Physician from Austria

Oktavia Aigner-Rollett (née Oktavia Auguste Rollett; 23 May 1877, Graz — 22 May 1959, Ibid.) was an Austrian physician. She was one of the first women to receive a doctorate from the University of Graz, and was the first female doctor to work at the General Hospital.

== Life ==
Oktavia Rollett was born on 23 May 1877 in Graz, Styria. She was the eldest daughter of the famous physiologist Alexander Rollett, and sister of the publicist Edwin Rollett. She was the first woman to graduate from Graz in 1900 as an external student at the First State High School in Graz (today's Akademisches Gymnasium). Her father Alexander Rollett, who was the rector of the University of Graz, however, was reluctant to allow her to study at the university. On December 9, 1905, she was given a doctorate in medicine in the auditorium of the new university. Prior her, only Maria Schuhmeister, who was born in Vienna, had completed a degree in medicine from Graz. In 1906 Oktavia Rollett was assigned to the Graz regional hospital as an unpaid assistant doctor.

Oktavia Rollett was the first doctor at the General Hospital in Graz (Paulustor) to work as an unpaid assistant doctor. Then (in 1906/1907) she got a job as a secondary doctor in the surgical department of the private Anna Children's Hospital. In 1907 she started her own practice as a general practitioner at Humboldtstraße 17, Graz, which she ran until 1952. In 1908 she married the anatomist Walter Aigner (1878 — 1950), with whom she would share three sons, including the mathematician Alexander Aigner (1909 — 1988) and the psychologist and high school teacher of geography and history Adalbert Aigner (1912 — 1979). In 1935 she was awarded the title of Medizinalrat. During the period of National Socialism in Austria she was a functionary of the League of German Girls.
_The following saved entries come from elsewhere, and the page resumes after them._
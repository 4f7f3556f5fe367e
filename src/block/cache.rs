//! Maps block-id -> wrapped block across three tiers (decided, unverified,
//! missing) plus a bytes->id dedup index, enforcing that no id appears in
//! more than one tier at once.

use std::{
  collections::VecDeque,
  sync::{
    atomic::{AtomicU64, Ordering},
    Arc,
  },
};

use dashmap::DashMap;
use parking_lot::Mutex;
use thiserror::Error;
use tracing::debug;

use super::wrapper::{Wrapper, WrapperError};
use crate::{
  execution::{ExecutionLayer, PrecompileRegistry},
  primitives::{EthBlock, Hash},
};

#[derive(Debug, Error)]
pub enum CacheError {
  #[error("block not found")]
  NotFound,
  #[error("parse error: {0}")]
  Parse(String),
  #[error(transparent)]
  Wrapper(#[from] WrapperError),
}

type WrapperHandle<E> = Arc<Wrapper<E>>;

/// A FIFO-evicted, byte- or count-budgeted tier.
struct BoundedTier<E: ExecutionLayer> {
  entries: DashMap<Hash, WrapperHandle<E>>,
  order: Mutex<VecDeque<Hash>>,
  bytes: AtomicU64,
  byte_budget: u64,
}

impl<E: ExecutionLayer> BoundedTier<E> {
  fn new(byte_budget: u64) -> Self {
    Self {
      entries: DashMap::new(),
      order: Mutex::new(VecDeque::new()),
      bytes: AtomicU64::new(0),
      byte_budget,
    }
  }

  fn get(&self, id: &Hash) -> Option<WrapperHandle<E>> {
    self.entries.get(id).map(|e| Arc::clone(e.value()))
  }

  fn contains(&self, id: &Hash) -> bool {
    self.entries.contains_key(id)
  }

  fn insert(&self, id: Hash, wrapper: WrapperHandle<E>, size: u64) {
    if self.entries.contains_key(&id) {
      return;
    }
    self.entries.insert(id, wrapper);
    self.order.lock().push_back(id);
    self.bytes.fetch_add(size, Ordering::Relaxed);
    self.evict_over_budget();
  }

  fn remove(&self, id: &Hash) {
    if let Some((_, _)) = self.entries.remove(id) {
      self.order.lock().retain(|x| x != id);
    }
  }

  fn evict_over_budget(&self) {
    let mut order = self.order.lock();
    while self.bytes.load(Ordering::Relaxed) > self.byte_budget {
      let oldest = match order.pop_front() {
        Some(id) => id,
        None => break,
      };
      if let Some((_, w)) = self.entries.remove(&oldest) {
        let size = rlp::encode(w.inner()).len() as u64;
        self.bytes.fetch_sub(size, Ordering::Relaxed);
      }
    }
  }
}

/// A count-budgeted negative cache of block-ids known absent.
struct MissingTier {
  ids: DashMap<Hash, ()>,
  order: Mutex<VecDeque<Hash>>,
  budget: usize,
}

impl MissingTier {
  fn new(budget: usize) -> Self {
    Self { ids: DashMap::new(), order: Mutex::new(VecDeque::new()), budget }
  }

  fn contains(&self, id: &Hash) -> bool {
    self.ids.contains_key(id)
  }

  fn insert(&self, id: Hash) {
    if self.ids.contains_key(&id) {
      return;
    }
    self.ids.insert(id, ());
    let mut order = self.order.lock();
    order.push_back(id);
    if order.len() > self.budget {
      if let Some(oldest) = order.pop_front() {
        self.ids.remove(&oldest);
      }
    }
  }

  fn remove(&self, id: &Hash) {
    if self.ids.remove(id).is_some() {
      self.order.lock().retain(|x| x != id);
    }
  }
}

/// The chain-state cache: `GetBlock`, `ParseBlock`, `BuildBlock`,
/// `SetLastAccepted`, `LastAccepted`, `GetBlockIDAtHeight`.
pub struct ChainCache<E: ExecutionLayer> {
  execution: Arc<E>,
  precompiles: Arc<dyn PrecompileRegistry>,
  decided: BoundedTier<E>,
  unverified: BoundedTier<E>,
  missing: MissingTier,
  bytes_to_id: DashMap<Vec<u8>, Hash>,
  last_accepted: Mutex<Option<Hash>>,
  pruning_horizon: AtomicU64,
}

impl<E: ExecutionLayer> ChainCache<E> {
  pub fn new(
    execution: Arc<E>,
    precompiles: Arc<dyn PrecompileRegistry>,
    decided_byte_budget: u64,
    unverified_byte_budget: u64,
    missing_budget: usize,
  ) -> Self {
    Self {
      execution,
      precompiles,
      decided: BoundedTier::new(decided_byte_budget),
      unverified: BoundedTier::new(unverified_byte_budget),
      missing: MissingTier::new(missing_budget),
      bytes_to_id: DashMap::new(),
      last_accepted: Mutex::new(None),
      pruning_horizon: AtomicU64::new(0),
    }
  }

  pub fn set_pruning_horizon(&self, height: u64) {
    self.pruning_horizon.store(height, Ordering::Relaxed);
  }

  /// Consults tiers in order decided -> unverified -> missing; on a total
  /// miss, falls through to the execution layer and installs the result.
  pub fn get_block(
    &self,
    id: &Hash,
  ) -> Result<WrapperHandle<E>, CacheError> {
    if let Some(w) = self.decided.get(id) {
      return Ok(w);
    }
    if let Some(w) = self.unverified.get(id) {
      return Ok(w);
    }
    if self.missing.contains(id) {
      return Err(CacheError::NotFound);
    }
    match self.execution.header_by_hash(id) {
      Some(header) => {
        let block = EthBlock { header, transactions: Vec::new() };
        let wrapper = Arc::new(Wrapper::new(
          block,
          Arc::clone(&self.execution),
          Arc::clone(&self.precompiles),
        ));
        let size = wrapper.bytes().len() as u64;
        if self
          .execution
          .canonical_head()
          .map(|h| h.height >= wrapper.height())
          .unwrap_or(false)
        {
          self.decided.insert(*id, Arc::clone(&wrapper), size);
        } else {
          self.unverified.insert(*id, Arc::clone(&wrapper), size);
        }
        Ok(wrapper)
      }
      None => {
        self.missing.insert(*id);
        Err(CacheError::NotFound)
      }
    }
  }

  /// Deduplicates by bytes->id and by id, so repeated parses of identical
  /// bytes yield the same wrapper pointer.
  pub fn parse_block(
    &self,
    bytes: &[u8],
  ) -> Result<WrapperHandle<E>, CacheError> {
    if let Some(id) = self.bytes_to_id.get(bytes) {
      if let Some(w) = self.decided.get(&id).or_else(|| self.unverified.get(&id))
      {
        return Ok(w);
      }
    }
    let block: EthBlock =
      rlp::decode(bytes).map_err(|e| CacheError::Parse(e.to_string()))?;
    let id = block.id();
    if let Some(w) = self.decided.get(&id).or_else(|| self.unverified.get(&id)) {
      self.bytes_to_id.insert(bytes.to_vec(), id);
      return Ok(w);
    }
    let size = bytes.len() as u64;
    let wrapper = Arc::new(Wrapper::new(
      block,
      Arc::clone(&self.execution),
      Arc::clone(&self.precompiles),
    ));
    self.unverified.insert(id, Arc::clone(&wrapper), size);
    self.bytes_to_id.insert(bytes.to_vec(), id);
    self.missing.remove(&id);
    Ok(wrapper)
  }

  /// Delegates assembly to the execution layer and pre-verifies the result
  /// (without committing) so the caller fails fast before offering the
  /// block to consensus.
  pub fn build_block(
    &self,
    transactions: Vec<Vec<u8>>,
    timestamp: u64,
  ) -> Result<WrapperHandle<E>, CacheError> {
    let parent = self
      .execution
      .canonical_head()
      .ok_or(CacheError::NotFound)?;
    let block = self
      .execution
      .build_block(&parent, transactions, timestamp)
      .map_err(|e| CacheError::Parse(e.to_string()))?;
    let id = block.id();
    let size = rlp::encode(&block).len() as u64;
    let wrapper = Arc::new(Wrapper::new(
      block,
      Arc::clone(&self.execution),
      Arc::clone(&self.precompiles),
    ));
    wrapper.verify(&parent)?;
    self.unverified.insert(id, Arc::clone(&wrapper), size);
    Ok(wrapper)
  }

  /// Moves a wrapper into the decided tier after acceptance or rejection
  /// and records the last-accepted pointer on acceptance.
  pub fn finalize_decision(&self, wrapper: &WrapperHandle<E>) {
    let id = wrapper.id();
    self.unverified.remove(&id);
    let size = wrapper.bytes().len() as u64;
    self.decided.insert(id, Arc::clone(wrapper), size);
    if wrapper.decision() == super::wrapper::Decision::Accepted {
      *self.last_accepted.lock() = Some(id);
    }
  }

  pub fn set_last_accepted(&self, id: Hash) {
    *self.last_accepted.lock() = Some(id);
  }

  pub fn last_accepted(&self) -> Option<Hash> {
    *self.last_accepted.lock()
  }

  /// Returns `NotFound` for heights above last-accepted or below the
  /// pruning horizon -- a state-synced node will not have all history.
  pub fn get_block_id_at_height(&self, height: u64) -> Result<Hash, CacheError> {
    if height < self.pruning_horizon.load(Ordering::Relaxed) {
      return Err(CacheError::NotFound);
    }
    let head_height =
      self.execution.canonical_head().map(|h| h.height).unwrap_or(0);
    if height > head_height {
      return Err(CacheError::NotFound);
    }
    self
      .execution
      .header_at_height(height)
      .map(|h| h.hash())
      .ok_or(CacheError::NotFound)
  }
}

#[cfg(test)]
mod test {
  use super::*;
  use crate::execution::memory::{genesis_header, MemoryExecutionLayer};

  fn cache() -> ChainCache<MemoryExecutionLayer> {
    let genesis = genesis_header();
    let exec = Arc::new(MemoryExecutionLayer::new(genesis));
    ChainCache::new(exec, Arc::new(crate::execution::NoPrecompiles), 1 << 20, 1 << 20, 1000)
  }

  #[test]
  fn build_then_finalize_moves_tiers() {
    let c = cache();
    let w = c.build_block(vec![vec![9]], 1).unwrap();
    w.accept().unwrap();
    c.finalize_decision(&w);
    assert_eq!(c.last_accepted(), Some(w.id()));
    // fetch from decided tier without touching execution layer again
    let fetched = c.get_block(&w.id()).unwrap();
    assert_eq!(fetched.id(), w.id());
  }

  #[test]
  fn parse_dedups_identical_bytes() {
    let c = cache();
    let w = c.build_block(vec![vec![1]], 1).unwrap();
    let bytes = w.bytes();
    let parsed_a = c.parse_block(&bytes).unwrap();
    let parsed_b = c.parse_block(&bytes).unwrap();
    assert!(Arc::ptr_eq(&parsed_a, &parsed_b));
  }

  #[test]
  fn unknown_id_is_cached_as_missing() {
    let c = cache();
    let bogus = Hash::keccak256(b"nope");
    assert!(matches!(c.get_block(&bogus), Err(CacheError::NotFound)));
    assert!(c.missing.contains(&bogus));
  }

  #[test]
  fn height_above_head_is_not_found() {
    let c = cache();
    assert!(matches!(
      c.get_block_id_at_height(1000),
      Err(CacheError::NotFound)
    ));
  }

  #[test]
  fn height_below_pruning_horizon_is_not_found() {
    let c = cache();
    c.set_pruning_horizon(5);
    assert!(matches!(
      c.get_block_id_at_height(0),
      Err(CacheError::NotFound)
    ));
  }
}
Oktavia Rollett died on 22 May 1959. She is buried in the family grave at the Grazer Zentralfriedhof (Graz Central Cemetery).

== Honors ==

- A two-part memorial for Oktavia Aigner-Rollett was created in 1997 at Paulustor in front of the preclinical facility.
- The Aigner Rollett Guest Professorship for Women (Aigner-Rollett-Gastprofessur für Frauen) and Gender Studies at the Karl-Franzens-Universität Graz (University of Graz) was named in her honor.
- In 2014, an urban retirement home in Geidorf was renamed after her name.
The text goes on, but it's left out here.